| ACTIVITY |
Every line containing the word "written" is to be copied from the data below.

| DATA TO USE |
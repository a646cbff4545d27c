use anyhow::{Context, Result};
use quillpost::Config;
use tracing::warn;

fn main() -> Result<()> {
    let config = Config::parse();
    quillpost::init_logging(config.verbose);
    config.validate().context("Invalid configuration")?;

    let index = quillpost::build(&config).context("Failed to build site")?;
    println!("Generated: {}", index.display());

    if config.open
        && let Err(e) = open::that(&index)
    {
        warn!(error = %e, "failed to open generated site");
    }

    Ok(())
}
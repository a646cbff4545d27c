//! Shared test utilities for integration tests.
//!
//! Provides helpers for creating temporary content directories with posts.

use anyhow::Result;
use std::path::Path;
use tempfile::TempDir;

/// Creates an empty temporary content directory.
pub fn create_content_dir() -> Result<TempDir> {
    Ok(TempDir::new()?)
}

/// Writes a post with front matter and body into the content directory.
///
/// # Errors
///
/// Returns error if the file cannot be written
pub fn write_post(dir: &Path, file_name: &str, title: &str, date: &str, body: &str) -> Result<()> {
    let source = format!(
        "---\ntitle: {}\npublishedAt: {}\nsummary: Summary of {}\n---\n\n{}",
        title, date, title, body
    );
    std::fs::write(dir.join(file_name), source)?;
    Ok(())
}
//! Page generation modules for different view types
//!
//! Each page module renders one kind of page and composes shared components
//! from the components module.

pub mod blog;
pub mod guestbook;
pub mod post;
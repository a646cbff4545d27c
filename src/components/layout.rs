//! Page layout wrapper component

use maud::{DOCTYPE, Markup, html};

use super::footer::footer;
use super::nav::site_nav;
use crate::site::SiteInfo;

/// Wraps page content with standard HTML structure
///
/// Provides consistent DOCTYPE, html, head, header navigation and footer
/// across all page types. The caller provides page-specific main content.
///
/// # Arguments
///
/// * `site`: Site metadata for title, navigation and footer
/// * `title`: Page title text (without site suffix)
/// * `section`: Navigation section key of the page
/// * `body`: Page-specific main markup
///
/// # Returns
///
/// Complete HTML document with wrapped content
pub fn page_wrapper(site: &SiteInfo, title: &str, section: &str, body: Markup) -> Markup {
    html! {
        (DOCTYPE)
        html lang="en" {
            head {
                meta charset="utf-8";
                meta name="viewport" content="width=device-width, initial-scale=1.0";
                title { (title) " | " (site.title) }
                link rel="stylesheet" href="/assets/site.css";
            }
            body {
                div class="container" {
                    (site_nav(&site.title, section))
                    main { (body) }
                }
                (footer(site))
            }
        }
    }
}
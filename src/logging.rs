//! Logging initialization.
//!
//! Structured logging via `tracing`, written to stderr. The `QUILLPOST_LOG`
//! environment variable takes precedence over the verbosity flag.

use tracing_subscriber::EnvFilter;

/// Environment variable holding an explicit filter directive.
pub const LOG_ENV: &str = "QUILLPOST_LOG";

/// Maps a verbosity count to a tracing directive.
///
/// - 0 → `"warn"`
/// - 1 → `"info"`
/// - 2 → `"debug"`
/// - 3+ → `"trace"`
pub const fn verbosity_to_directive(verbosity: u8) -> &'static str {
    match verbosity {
        0 => "warn",
        1 => "info",
        2 => "debug",
        _ => "trace",
    }
}

/// Initializes the global tracing subscriber.
///
/// Uses `try_init()` so repeated calls (e.g. from tests) are harmless.
pub fn init(verbosity: u8) {
    let filter = EnvFilter::try_from_env(LOG_ENV)
        .unwrap_or_else(|_| EnvFilter::new(verbosity_to_directive(verbosity)));

    let _ = tracing_subscriber::fmt()
        .with_env_filter(filter)
        .with_target(verbosity >= 2)
        .with_writer(std::io::stderr)
        .try_init();
}

#[cfg(test)]
mod tests {
    use super::*;

    #[test]
    fn test_verbosity_mapping() {
        assert_eq!(verbosity_to_directive(0), "warn");
        assert_eq!(verbosity_to_directive(1), "info");
        assert_eq!(verbosity_to_directive(2), "debug");
        assert_eq!(verbosity_to_directive(3), "trace");
        assert_eq!(verbosity_to_directive(u8::MAX), "trace");
    }

    #[test]
    fn test_init_twice_is_safe() {
        init(0);
        init(2);
    }
}
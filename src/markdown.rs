//! MDX rendering with element overrides.
//!
//! This module parses markdown with comrak, converts the result into an
//! element tree and lets an override table replace the rendering of links,
//! images, headings and code blocks. Code blocks tagged with a language are
//! syntax highlighted for a dark and a light theme.

mod error;
mod node;
mod overrides;
mod renderer;
mod slug;
mod tree;

pub use error::RenderError;
pub use node::{Element, Node};
pub use overrides::{
    ElementKind, HEADING_ANCHOR_CLASS, HeadingLevel, IMAGE_CLASS, Override, Overrides,
    RenderContext, heading, image, link, pre,
};
pub use renderer::MdxRenderer;
pub use slug::slugify;
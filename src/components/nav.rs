//! Site navigation: header links and client side navigation links

use maud::{Markup, html};

use crate::markdown::{Element, Node};

/// Attribute marking anchors handled by client side view transitions.
pub const TRANSITION_ATTR: &str = "data-transition";

/// Renders links to site-relative targets.
///
/// Link overrides hand every `/...` anchor to a navigator instead of
/// rendering it themselves, so the hosting site decides how in-site
/// navigation behaves.
pub trait Navigator: Send + Sync {
    /// Renders an anchor element pointing inside the site.
    fn link(&self, element: Element) -> Node;
}

/// Navigator that tags anchors for view transition handling.
///
/// Leaves `href`, `target` and `rel` untouched and forwards every other
/// attribute and child as given.
#[derive(Debug, Clone, Copy, Default)]
pub struct TransitionLink;

impl Navigator for TransitionLink {
    fn link(&self, mut element: Element) -> Node {
        element.set_attr(TRANSITION_ATTR, "");
        element.into()
    }
}

/// Top level sections shown in the site header.
pub const SECTIONS: &[(&str, &str)] = &[("home", "/"), ("blog", "/blog/"), ("guestbook", "/guestbook/")];

/// Renders the site header navigation
///
/// # Arguments
///
/// * `site_title`: Site name shown as the home link
/// * `current`: Section key of the page being rendered
///
/// # Returns
///
/// Header markup with the current section marked
pub fn site_nav(site_title: &str, current: &str) -> Markup {
    html! {
        header class="site-header" {
            a href="/" class="site-title" data-transition="" { (site_title) }
            nav class="site-nav" {
                @for (key, href) in SECTIONS.iter().skip(1) {
                    @if *key == current {
                        a href=(href) class="nav-link nav-link-active" data-transition="" { (key) }
                    } @else {
                        a href=(href) class="nav-link" data-transition="" { (key) }
                    }
                }
            }
        }
    }
}

#[cfg(test)]
mod tests {
    use super::*;

    #[test]
    fn test_transition_link_keeps_attributes() {
        // Arrange
        let element = Element::new("a")
            .attr("href", "/blog/post")
            .attr("title", "Post")
            .child(Node::Text("Post".to_string()));

        // Act
        let node = TransitionLink.link(element);

        // Assert
        let anchor = node.as_element().expect("Should be element");
        assert_eq!(anchor.attr_value("href"), Some("/blog/post"));
        assert_eq!(anchor.attr_value("title"), Some("Post"));
        assert_eq!(anchor.attr_value(TRANSITION_ATTR), Some(""));
        assert_eq!(anchor.text_content(), "Post");
    }

    #[test]
    fn test_site_nav_marks_current_section() {
        // Arrange & Act
        let html = site_nav("My Site", "blog").into_string();

        // Assert
        assert!(html.contains("My Site"));
        assert!(html.contains("class=\"nav-link nav-link-active\" data-transition=\"\">blog</a>"));
        assert!(html.contains("href=\"/guestbook/\""));
    }
}
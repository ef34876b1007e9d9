//! Light behaviors

pub mod flicker;

pub use flicker::{FlickerConfig, FlickerLight, FlickerProfile, Oscillator};
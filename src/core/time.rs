//! Frame timing for the behavior loop

use std::time::{Duration, Instant};

/// How a [`FrameClock`] produces its per-frame delta
#[derive(Debug, Clone, Copy, PartialEq)]
pub enum ClockMode {
    /// Measure wall-clock time between ticks
    Realtime,
    /// Advance by a constant step every tick (headless runs, tests)
    Fixed(Duration),
}

/// Tracks frame deltas and total elapsed time
pub struct FrameClock {
    mode: ClockMode,
    last_frame: Instant,
    delta: Duration,
    elapsed: Duration,
    frame_count: u64,
}

impl FrameClock {
    /// Create a wall-clock driven timer
    pub fn realtime() -> Self {
        Self::with_mode(ClockMode::Realtime)
    }

    /// Create a timer that advances by `step` on every tick
    pub fn fixed(step: Duration) -> Self {
        Self::with_mode(ClockMode::Fixed(step))
    }

    fn with_mode(mode: ClockMode) -> Self {
        Self {
            mode,
            last_frame: Instant::now(),
            delta: Duration::ZERO,
            elapsed: Duration::ZERO,
            frame_count: 0,
        }
    }

    /// Call once per frame. Returns the delta in seconds.
    pub fn tick(&mut self) -> f32 {
        self.delta = match self.mode {
            ClockMode::Realtime => {
                let now = Instant::now();
                let delta = now - self.last_frame;
                self.last_frame = now;
                delta
            }
            ClockMode::Fixed(step) => step,
        };
        self.elapsed += self.delta;
        self.frame_count += 1;
        self.delta.as_secs_f32()
    }

    /// Total time accumulated over all ticks
    pub fn elapsed(&self) -> Duration {
        self.elapsed
    }

    /// Get total frame count
    pub fn frame_count(&self) -> u64 {
        self.frame_count
    }

    pub fn mode(&self) -> ClockMode {
        self.mode
    }
}

impl Default for FrameClock {
    fn default() -> Self {
        Self::realtime()
    }
}

#[cfg(test)]
mod tests {
    use super::*;

    #[test]
    fn test_fixed_clock_advances_by_step() {
        let mut clock = FrameClock::fixed(Duration::from_millis(20));
        let dt = clock.tick();
        assert!((dt - 0.02).abs() < 1e-6);
        clock.tick();
        clock.tick();
        assert_eq!(clock.frame_count(), 3);
        assert_eq!(clock.elapsed(), Duration::from_millis(60));
    }

    #[test]
    fn test_realtime_clock_counts_frames() {
        let mut clock = FrameClock::realtime();
        assert_eq!(clock.frame_count(), 0);
        let dt = clock.tick();
        assert!(dt >= 0.0);
        assert_eq!(clock.frame_count(), 1);
        assert_eq!(clock.mode(), ClockMode::Realtime);
    }
}
//! Ground-plane (XZ) helpers
//!
//! The scene's ground is the XZ plane; Y is up. These helpers ignore Y.

use crate::core::types::{Vec2, Vec3};

/// Length of a vector projected onto the ground plane.
pub fn planar_length(v: Vec3) -> f32 {
    (v.x * v.x + v.z * v.z).sqrt()
}

/// Distance between two points projected onto the ground plane.
pub fn planar_distance(a: Vec3, b: Vec3) -> f32 {
    planar_length(a - b)
}

/// Point at `angle` radians on a circle of `radius` around the origin.
///
/// The returned `Vec2` holds `(x, z)`.
pub fn point_on_circle(angle: f32, radius: f32) -> Vec2 {
    Vec2::new(angle.cos() * radius, angle.sin() * radius)
}
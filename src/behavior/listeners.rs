//! Registry of key-down listeners (the document-level input stream)

use super::SlotId;

/// Handle returned when a behavior starts listening for keys.
#[derive(Clone, Copy, Debug, PartialEq, Eq, Hash)]
pub struct ListenerId(pub u64);

/// Key listeners in registration order.
#[derive(Debug, Default)]
pub struct KeyListeners {
    entries: Vec<(ListenerId, SlotId)>,
    next_id: u64,
}

impl KeyListeners {
    pub fn new() -> Self {
        Self::default()
    }

    pub fn register(&mut self, slot: SlotId) -> ListenerId {
        let id = ListenerId(self.next_id);
        self.next_id += 1;
        self.entries.push((id, slot));
        id
    }

    /// Remove a listener. Returns false if it was not registered.
    pub fn unregister(&mut self, id: ListenerId) -> bool {
        let before = self.entries.len();
        self.entries.retain(|(lid, _)| *lid != id);
        self.entries.len() != before
    }

    /// Remove every listener owned by `slot`, returning how many there were.
    pub fn remove_slot(&mut self, slot: SlotId) -> usize {
        let before = self.entries.len();
        self.entries.retain(|(_, s)| *s != slot);
        before - self.entries.len()
    }

    /// Slots to notify, one entry per registered listener.
    pub fn slots(&self) -> Vec<SlotId> {
        self.entries.iter().map(|(_, s)| *s).collect()
    }

    pub fn len(&self) -> usize {
        self.entries.len()
    }

    pub fn is_empty(&self) -> bool {
        self.entries.is_empty()
    }
}
//! Campsite - behaviors for an interactive campfire scene
//!
//! A small scene graph plus a frame-driven behavior runtime, with the
//! behaviors that bring the camp to life: flickering fire lights, procedural
//! forest and mountains, a movement boundary, proximity sensing, log seats
//! and camera-facing popups.

pub mod core;
pub mod math;
pub mod scene;
pub mod behavior;
pub mod lighting;
pub mod generation;
pub mod interaction;
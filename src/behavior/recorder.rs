//! Behavior that records the signals seen on its entity

use std::any::Any;

use super::{Behavior, BehaviorContext, Signal};

/// Keeps every signal delivered to its entity, in order.
#[derive(Debug, Default)]
pub struct SignalRecorder {
    seen: Vec<Signal>,
}

impl SignalRecorder {
    pub fn new() -> Self {
        Self::default()
    }

    pub fn signals(&self) -> &[Signal] {
        &self.seen
    }

    /// How many times `signal` was seen.
    pub fn count(&self, signal: &Signal) -> usize {
        self.seen.iter().filter(|s| *s == signal).count()
    }

    pub fn clear(&mut self) {
        self.seen.clear();
    }
}

impl Behavior for SignalRecorder {
    fn name(&self) -> &'static str {
        "signal-recorder"
    }

    fn on_signal(&mut self, _ctx: &mut BehaviorContext<'_>, signal: &Signal) {
        self.seen.push(signal.clone());
    }

    fn as_any(&self) -> &dyn Any {
        self
    }

    fn as_any_mut(&mut self) -> &mut dyn Any {
        self
    }
}
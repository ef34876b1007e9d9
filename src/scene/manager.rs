//! Campsite assembly: builds the scene graph and wires every behavior to its
//! entity with explicit references.

use glam::{Quat, Vec3};

use crate::behavior::{BehaviorRuntime, SlotId};
use crate::core::input::InputState;
use crate::generation::{MountainBoundary, TreeScatterer};
use crate::interaction::{
    BillboardPopup, BoundaryClamp, ProximitySensor, SeatInteraction, SeatLinks, SeatOccupancy,
};
use crate::lighting::FlickerLight;

use super::config::SceneConfig;
use super::graph::SceneGraph;
use super::node::{
    LightParams, LocalTransform, Material, Mesh, MovementControls, NodeContent, SceneNodeId,
    ShadowFlags, Shape,
};

/// Rig start: on the far side of the fire from the tent, out of seat range.
pub const RIG_START: Vec3 = Vec3::new(0.0, 0.0, 8.0);
/// Camera height on the rig.
pub const EYE_HEIGHT: f32 = 1.6;
pub const TENT_POSITION: Vec3 = Vec3::new(0.0, 0.0, -6.0);

const LOG_MATERIAL: Material = Material::new(0x5a3a1a, 0.9, 0.0);
const TENT_MATERIAL: Material = Material::new(0x2f5d3a, 0.85, 0.0);

/// Log seats around the fire.
const SEAT_POSITIONS: [Vec3; 3] = [
    Vec3::new(0.0, 0.2, 3.0),
    Vec3::new(3.0, 0.2, 0.5),
    Vec3::new(-3.0, 0.2, 0.5),
];

struct FireLight {
    tag: &'static str,
    position: Vec3,
    intensity: f32,
    color: u32,
    distance: f32,
}

const FIRE_LIGHTS: [FireLight; 5] = [
    FireLight { tag: "fireLight1", position: Vec3::new(0.0, 0.5, 0.0), intensity: 2.0, color: 0xff6600, distance: 10.0 },
    FireLight { tag: "fireLight2", position: Vec3::new(0.3, 0.7, 0.2), intensity: 1.5, color: 0xff8800, distance: 8.0 },
    FireLight { tag: "fireLight3", position: Vec3::new(-0.2, 0.4, -0.3), intensity: 1.2, color: 0xffaa33, distance: 6.0 },
    FireLight { tag: "fireGlow", position: Vec3::new(0.0, 0.2, 0.0), intensity: 0.8, color: 0xff4400, distance: 4.0 },
    FireLight { tag: "groundReflection", position: Vec3::new(0.0, 0.05, 0.0), intensity: 0.6, color: 0xff5500, distance: 4.0 },
];

/// One log seat and the entities wired to it.
#[derive(Clone, Copy, Debug)]
pub struct CampSeat {
    pub entity: SceneNodeId,
    pub slot: SlotId,
    pub sit_prompt: SceneNodeId,
    pub stand_prompt: SceneNodeId,
}

/// The assembled campsite: scene, runtime and handles to the parts a host
/// drives directly.
pub struct CampScene {
    config: SceneConfig,
    scene: SceneGraph,
    runtime: BehaviorRuntime,
    rig: SceneNodeId,
    camera: SceneNodeId,
    lights: Vec<SceneNodeId>,
    forest: SceneNodeId,
    forest_slot: SlotId,
    mountains: SceneNodeId,
    mountain_slot: SlotId,
    boundary_slot: SlotId,
    seats: Vec<CampSeat>,
    occupancy: SeatOccupancy,
}

impl CampScene {
    /// Build the whole campsite. Trees and mountains are generated during
    /// this call.
    pub fn new(config: SceneConfig) -> Self {
        let mut scene = SceneGraph::new();
        let mut runtime = BehaviorRuntime::new();
        let root = scene.root();

        let ambient = scene.add_child(root, "ambient", NodeContent::Light(LightParams::ambient(0.15, 0x1a1a3a)));
        scene.set_tag(ambient, "ambientLight");

        let mut lights = Vec::with_capacity(FIRE_LIGHTS.len());
        for fire in &FIRE_LIGHTS {
            let light = scene.spawn(
                root,
                fire.tag,
                NodeContent::Light(LightParams::point(fire.intensity, fire.color, fire.distance)),
                LocalTransform::from_position(fire.position),
            );
            scene.set_tag(light, fire.tag);
            runtime.attach(&mut scene, light, Box::new(FlickerLight::new(config.flicker.clone())));
            lights.push(light);
        }

        let forest = scene.add_child(root, "forest", NodeContent::Group);
        let forest_slot = runtime.attach(&mut scene, forest, Box::new(TreeScatterer::new(config.seed)));

        let mountains = scene.add_child(root, "mountains", NodeContent::Group);
        let mountain_seed = config.seed.map(|s| s.wrapping_add(1));
        let mountain_slot = runtime.attach(&mut scene, mountains, Box::new(MountainBoundary::new(mountain_seed)));

        scene.spawn(
            root,
            "tent",
            NodeContent::Mesh(Mesh {
                shape: Shape::Cone {
                    radius_bottom: 1.8,
                    height: 2.2,
                    segments_radial: 4,
                },
                material: TENT_MATERIAL,
                shadow: ShadowFlags::BOTH,
            }),
            LocalTransform::from_position(TENT_POSITION + Vec3::Y * 1.1).with_yaw_degrees(45.0),
        );

        let rig = scene.spawn(root, "rig", NodeContent::Group, LocalTransform::from_position(RIG_START));
        scene.set_tag(rig, "rig");
        scene.set_controls(rig, Some(MovementControls::default()));
        let camera = scene.spawn(
            rig,
            "camera",
            NodeContent::Group,
            LocalTransform::from_position(Vec3::Y * EYE_HEIGHT),
        );
        scene.set_tag(camera, "camera");
        let boundary_slot = runtime.attach(&mut scene, rig, Box::new(BoundaryClamp::new(config.boundary.clone())));

        let occupancy = SeatOccupancy::new();
        let mut seats = Vec::with_capacity(SEAT_POSITIONS.len());
        for position in SEAT_POSITIONS {
            let seat = Self::spawn_seat(&mut scene, &mut runtime, &config, &occupancy, position, rig, camera);
            seats.push(seat);
        }

        log::info!(
            "Campsite assembled: {} nodes, {} behaviors, {} seats",
            scene.node_count(),
            runtime.behavior_count(),
            seats.len()
        );

        Self {
            config,
            scene,
            runtime,
            rig,
            camera,
            lights,
            forest,
            forest_slot,
            mountains,
            mountain_slot,
            boundary_slot,
            seats,
            occupancy,
        }
    }

    fn spawn_seat(
        scene: &mut SceneGraph,
        runtime: &mut BehaviorRuntime,
        config: &SceneConfig,
        occupancy: &SeatOccupancy,
        position: Vec3,
        rig: SceneNodeId,
        camera: SceneNodeId,
    ) -> CampSeat {
        let root = scene.root();
        // Lay the log on its side, long axis tangent to the fire circle
        let tangent_yaw = position.x.atan2(position.z) + std::f32::consts::FRAC_PI_2;
        let rotation = Quat::from_rotation_y(tangent_yaw) * Quat::from_rotation_z(std::f32::consts::FRAC_PI_2);
        let entity = scene.spawn(
            root,
            "log",
            NodeContent::Mesh(Mesh {
                shape: Shape::Cylinder { radius: 0.2, height: 1.6 },
                material: LOG_MATERIAL,
                shadow: ShadowFlags::BOTH,
            }),
            LocalTransform {
                position,
                rotation,
                scale: 1.0,
            },
        );

        let mut prompt = |name: &str, text: &str| {
            let id = scene.add_child(root, name, NodeContent::Popup { text: text.to_string() });
            scene.set_visible(id, false);
            runtime.attach(scene, id, Box::new(BillboardPopup::new(Some(camera))));
            id
        };
        let sit_prompt = prompt("sit prompt", "Press E to sit");
        let stand_prompt = prompt("stand prompt", "Press E to stand");

        runtime.attach(
            scene,
            entity,
            Box::new(ProximitySensor::new(config.proximity.clone(), Some(rig))),
        );
        let links = SeatLinks {
            rig: Some(rig),
            viewer: Some(camera),
            sit_prompt: Some(sit_prompt),
            stand_prompt: Some(stand_prompt),
        };
        let slot = runtime.attach(
            scene,
            entity,
            Box::new(SeatInteraction::new(links).with_occupancy(occupancy.clone())),
        );

        CampSeat {
            entity,
            slot,
            sit_prompt,
            stand_prompt,
        }
    }

    /// The host finished creating renderables: flag every light as loaded.
    pub fn finish_loading(&mut self) {
        for light in &self.lights {
            self.runtime.notify_loaded(&mut self.scene, *light);
        }
    }

    pub fn tick(&mut self, input: &InputState, dt: f32) {
        self.runtime.tick(&mut self.scene, input, dt);
    }

    /// Free-movement step for the rig. Ignored while movement is stripped.
    /// The boundary check runs on the next frame.
    pub fn walk(&mut self, delta: Vec3) -> bool {
        if self.scene.controls(self.rig).is_none() {
            return false;
        }
        let Some(position) = self.scene.position(self.rig) else {
            return false;
        };
        self.scene.set_position(self.rig, position + delta);
        true
    }

    /// Remove an entity with its subtree, detaching every behavior on it.
    pub fn remove_entity(&mut self, entity: SceneNodeId) {
        self.runtime.remove_entity(&mut self.scene, entity);
        self.seats.retain(|s| self.scene.contains(s.entity));
        self.lights.retain(|l| self.scene.contains(*l));
    }

    /// Try to sit on seat `index`.
    pub fn sit(&mut self, index: usize) -> bool {
        let Some(seat) = self.seats.get(index).copied() else {
            return false;
        };
        self.runtime
            .with_behavior::<SeatInteraction, _>(&mut self.scene, seat.slot, |s, ctx| s.sit(ctx))
            .unwrap_or(false)
    }

    /// Try to stand up from seat `index`.
    pub fn stand(&mut self, index: usize) -> bool {
        let Some(seat) = self.seats.get(index).copied() else {
            return false;
        };
        self.runtime
            .with_behavior::<SeatInteraction, _>(&mut self.scene, seat.slot, |s, ctx| s.stand(ctx))
            .unwrap_or(false)
    }

    /// Index of the seat currently holding the rig.
    pub fn seated_at(&self) -> Option<usize> {
        let occupant = self.occupancy.occupant()?;
        self.seats.iter().position(|s| s.entity == occupant)
    }

    pub fn seat(&self, index: usize) -> Option<&SeatInteraction> {
        let seat = self.seats.get(index)?;
        self.runtime.get::<SeatInteraction>(seat.slot)
    }

    pub fn tree_scatterer(&self) -> Option<&TreeScatterer> {
        self.runtime.get::<TreeScatterer>(self.forest_slot)
    }

    pub fn mountain_boundary(&self) -> Option<&MountainBoundary> {
        self.runtime.get::<MountainBoundary>(self.mountain_slot)
    }

    pub fn boundary(&self) -> Option<&BoundaryClamp> {
        self.runtime.get::<BoundaryClamp>(self.boundary_slot)
    }

    pub fn config(&self) -> &SceneConfig {
        &self.config
    }

    pub fn scene(&self) -> &SceneGraph {
        &self.scene
    }

    pub fn scene_mut(&mut self) -> &mut SceneGraph {
        &mut self.scene
    }

    pub fn runtime(&self) -> &BehaviorRuntime {
        &self.runtime
    }

    pub fn rig(&self) -> SceneNodeId {
        self.rig
    }

    pub fn camera(&self) -> SceneNodeId {
        self.camera
    }

    pub fn lights(&self) -> &[SceneNodeId] {
        &self.lights
    }

    pub fn forest(&self) -> SceneNodeId {
        self.forest
    }

    pub fn mountains(&self) -> SceneNodeId {
        self.mountains
    }

    pub fn seats(&self) -> &[CampSeat] {
        &self.seats
    }
}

| TASK ANSWER |
/// Returns error if the file cannot be written
//! Structured logging via `tracing`, written to stderr. The `QUILLPOST_LOG`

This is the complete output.